I do not think the dangers to be faced from the system of exceptions such as we have in this Clause with regard to the possibility of new inventions has been sufficiently considered by the Government. We live in a time when the whole of the machinery of life is being constantly overhauled by fresh scientific discoveries of all kinds. The example of wireless telegraphy is one, and aerial navigation is another, but is anyone bold enough to say that in the next ten years there will not be some discovery which will not revolutionise life? When I first came into the House, 16 years ago, such words as wireless telegraphy or aerial navigation were unknown in Acts of Parliament, and Parliament has since constantly been compelled to pass Acts dealing with those matters; but, to come from the principle to a mere detail, I am very doubtful whether the words wireless telegraphy would, for example, include wireless telephony.
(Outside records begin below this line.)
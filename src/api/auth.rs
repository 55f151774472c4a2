use axum::{
    Form, Json,
    extract::State,
    http::{StatusCode, header},
    response::IntoResponse,
};
use serde::Deserialize;
use serde_json::json;

use crate::api::session::{CurrentUser, clear_session_cookie, session_cookie};
use crate::domain::DomainError;
use crate::infrastructure::AppState;

#[derive(Deserialize)]
pub struct RegisterForm {
    #[serde(default)]
    username: String,
    #[serde(default)]
    email: String,
    #[serde(default)]
    password: String,
}

#[derive(Deserialize)]
pub struct LoginForm {
    #[serde(default)]
    username: String,
    #[serde(default)]
    password: String,
}

#[utoipa::path(
    post,
    path = "/register",
    responses(
        (status = 201, description = "Account created and session cookie set"),
        (status = 400, description = "Invalid username, email or password"),
        (status = 409, description = "Username or email already taken")
    ),
    tag = "auth"
)]
pub async fn register(
    State(state): State<AppState>,
    Form(form): Form<RegisterForm>,
) -> Result<impl IntoResponse, DomainError> {
    let user = state
        .credentials
        .register(form.username.trim(), form.email.trim(), &form.password)
        .await?;
    let token = state.sessions.create_session(user.id).await?;

    Ok((
        StatusCode::CREATED,
        [(header::SET_COOKIE, session_cookie(&token, state.secure_cookies))],
        Json(user),
    ))
}

#[utoipa::path(
    post,
    path = "/login",
    responses(
        (status = 200, description = "Authenticated and session cookie set"),
        (status = 400, description = "Invalid credentials")
    ),
    tag = "auth"
)]
pub async fn login(
    State(state): State<AppState>,
    Form(form): Form<LoginForm>,
) -> Result<impl IntoResponse, DomainError> {
    tracing::info!("Login attempt for user: {}", form.username);

    let user = state
        .credentials
        .login(form.username.trim(), &form.password)
        .await?;
    let token = state.sessions.create_session(user.id).await?;

    Ok((
        StatusCode::OK,
        [(header::SET_COOKIE, session_cookie(&token, state.secure_cookies))],
        Json(user),
    ))
}

#[utoipa::path(
    post,
    path = "/logout",
    responses(
        (status = 200, description = "Session destroyed"),
        (status = 401, description = "Not signed in")
    ),
    tag = "auth"
)]
pub async fn logout(
    State(state): State<AppState>,
    current: CurrentUser,
) -> Result<impl IntoResponse, DomainError> {
    state.sessions.destroy_session(&current.token).await?;
    tracing::info!("User {} logged out", current.user.username);

    Ok((
        StatusCode::OK,
        [(header::SET_COOKIE, clear_session_cookie(state.secure_cookies))],
        Json(json!({ "message": "Logged out" })),
    ))
}

#[utoipa::path(
    get,
    path = "/api/me",
    responses(
        (status = 200, description = "The signed-in user"),
        (status = 401, description = "Not signed in")
    ),
    tag = "auth"
)]
pub async fn me(current: CurrentUser) -> impl IntoResponse {
    Json(current.user)
}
It is now possible by means of wireless telephony to extend the principle of wireless telegraphy, and I should be very doubtful whether paragraph (9) would deal with that. There is every chance that, in the next few years, there may be some fresh discovery of a fundamental kind which would make it necessary to bring in an amending Bill in order to deal with it, which might quite conceivably be a very difficult thing to do at that time. We had from my hon. Friend, who opened the discussion on the question that the Clause stand part (Mr. Marriott) and who is the greatest constitutional authority in the House, a very carefully reasoned speech in favour of the federal plan, and I am bound to confess that the suspicion rests in my mind that the Government are not entirely sincere in their treatment of the Committee over this Clause.
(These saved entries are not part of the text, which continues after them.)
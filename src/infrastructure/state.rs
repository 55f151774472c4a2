//! Application state containing services and shared resources

use sea_orm::DatabaseConnection;
use std::sync::Arc;

use crate::domain::{DomainError, MovieCatalog};
use crate::infrastructure::config::Config;
use crate::infrastructure::tmdb_client::TmdbClient;
use crate::infrastructure::{
    SeaOrmFavoriteRepository, SeaOrmSessionRepository, SeaOrmUserRepository,
};
use crate::services::{CredentialService, FavoritesService, SessionService};

/// Application state shared across all handlers
#[derive(Clone)]
pub struct AppState {
    db: DatabaseConnection,
    pub credentials: CredentialService,
    pub sessions: SessionService,
    pub favorites: FavoritesService,
    pub catalog: Arc<dyn MovieCatalog>,
    /// Adds the `Secure` attribute to session cookies
    pub secure_cookies: bool,
}

impl AppState {
    /// Create a new AppState with all repositories initialized
    pub fn new(
        db: DatabaseConnection,
        catalog: Arc<dyn MovieCatalog>,
        session_secret: &str,
        secure_cookies: bool,
    ) -> Self {
        let credentials = CredentialService::new(Arc::new(SeaOrmUserRepository::new(db.clone())));
        let sessions = SessionService::new(
            Arc::new(SeaOrmSessionRepository::new(db.clone())),
            session_secret,
        );
        let favorites = FavoritesService::new(Arc::new(SeaOrmFavoriteRepository::new(db.clone())));

        Self {
            db,
            credentials,
            sessions,
            favorites,
            catalog,
            secure_cookies,
        }
    }

    /// Wire the production collaborators described by `config`
    pub fn from_config(db: DatabaseConnection, config: &Config) -> Result<Self, DomainError> {
        let catalog = TmdbClient::new(
            &config.tmdb_base_url,
            &config.tmdb_api_key,
            config.catalog_timeout,
        )?;

        Ok(Self::new(
            db,
            Arc::new(catalog),
            &config.session_secret,
            config.is_production(),
        ))
    }

    pub fn db(&self) -> &DatabaseConnection {
        &self.db
    }
}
I am singularly unconvinced by the way in which the Government's spokesmen have dealt with the objections to proceeding on a federal basis. I know it is extremely difficult on a particular Clause without going beyond the rules of order to do more than refer to the whole question of the possibility of a federal plan for the whole of Great Britain, but I think it is in order to ask this question of the Government. Have they in mind that' there will eventually be introduced a federal plan for the whole of the United Kingdom, and do their proposals in this Clause, or do they not, bear any relation to that ultimate federal plan? The impression left on one's mind after listening to the speeches made by the Government is that this Clause is but a temporary expedient. I do not think it is possible to exaggerate the seriousness of the situation with which the Committee are faced in passing this Bill, if an impression arises in the minds of those few people who believe that the Bill ought to pass, that the Bill is founded on insincerity and is a mere make-shift plan, and having regard to the time which is known to have been spent by the Cabinet Committee and by the Minister without Portfolio upon this Bill and upon this Clause. I must say that I am astounded that such a poor defence has been put forward by the Government for the plan which is pro- duced in the Bill. I am led to believe that the Government do not much mind what plan is put in the Bill as long as an extremely easy-going Committee of the House of Commons is prepared to allow everything that the Government put forward to pass by a large majority composed largely of those who have not heard one word of the Debate.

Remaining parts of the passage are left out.